Anti-fibrotic Properties
Severalfold reductions in foreign body capsule thickness compared to nonporous controls have been observed for STAR Biomaterial in a variety of small and large animal models [21, 27, 28]. In Fig. 22.10, implant made from STAR® Biomaterial elicits remarkably thinner and looser foreign body capsule compared to nonporous control of same size and shape in a porcine subcutaneous implant model [28].
Fig. 22.10
H&E-stained tissue sections from 6-week subcutaneous porcine implants. Blue bands denote capsule thickness. The average thickness of capsules surrounding nonporous control implants (panel a) was nearly 4-fold greater than capsules surrounding STAR implants with 27-μm pore size (panel b). Black scale bar represents 200 μm
Although the mechanism for the reduction of peri-implant fibrosis is not fully understood, a plausible explanation is based on the idea that the vascularized tissue-biomaterial interface disrupts collagen lattice contraction. This “lattice slack” hypothesis is supported by a study where the capsule-reducing effects of STAR® Biomaterial were amplified by combining macrotopographic features and optimized microporosity in complementary configurations [28]. In that study, the absence of a myofibroblast layer in the capsule suggested a stress-relaxed condition with minimal fibrotic scar.
STAR Biomaterial’s high resistance to fibrotic scarring represents a tremendous advantage for the STARflo device over other types of GDDs where fibrosis is a recurring problem in the sustainability of IOP-lowering efficacy.
STARflo Glaucoma Implant
Of similar shape to the CELLplant device, the STARfloTM Glaucoma Implant is entirely made from silicone STAR® Biomaterial. Besides meeting the specific physical characteristics defined by Nordquist, this biomaterial exhibits advantageous inherent properties for a glaucoma drainage device:
The angiogenic properties are exploited by positioning the implant body in contact with the choroid, forming a well-integrated drain for the aqueous flow diffusing from the anterior chamber and minimizing the formation of a filtering bleb and its associated complication.

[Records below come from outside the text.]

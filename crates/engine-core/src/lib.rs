pub mod error;
pub mod metrics;
pub mod progress;
pub mod retry;
pub mod subscription;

The biomaterial’s ability to reduce the thickness and density of the peri-implant fibrous capsule layer that forms during the course of the foreign body response may benefit longer-term pressure-lowering performance of the implant.
Material and Design
The STARflo device design is based on the previously mentioned patents. To overcome drawbacks associated with the cellulosic material of the CELLplant (e.g., long-term fibrosis and mechanical fragmentation), the STARflo device is made entirely from a long-term, implant silicone material (Nusil Technologies LLC, Carpinteria, USA) formed into the STAR structure. Silicones exhibit superior mechanical properties, durability, and reduced inflammation in ophthalmic implants [29]. The device is made as a single continuous sheet of porous silicone STAR scaffold free from seams, joints, coatings, metal, or degradable substances. Pore size and throat size within the material are uniformly 27 and 9 μm, respectively, through the entire volume of the device (Fig. 22.11) and comprised within the “sweet spot” pore range. The device has the same length and width, and general shape as the CELLplant predecessor, but a nominal thickness of 300 μm. In use, most of the body sits in the suprachoroidal space.
Fig. 22.11
SEM of the STARflo device entirely made of STAR® Biomaterial
The structure and pore dimensions of the STAR material forming the STARflo closely mimic those of the trabecular meshwork and the ~10-μm-sized natural drain openings into Schlemm’s canal, making the head section mimic the normal drainage path.
Intended Use and Implant Location
The STARflo device is indicated for open-angle glaucoma. Implantation can be made in any location around the circumference of the globe providing that the rectus muscles are avoided. For ease of access and technical performance of the surgery, upper quadrants are the most commonly chosen location (1–2 o’clock (OS) or 10–11 o’clock (OD)).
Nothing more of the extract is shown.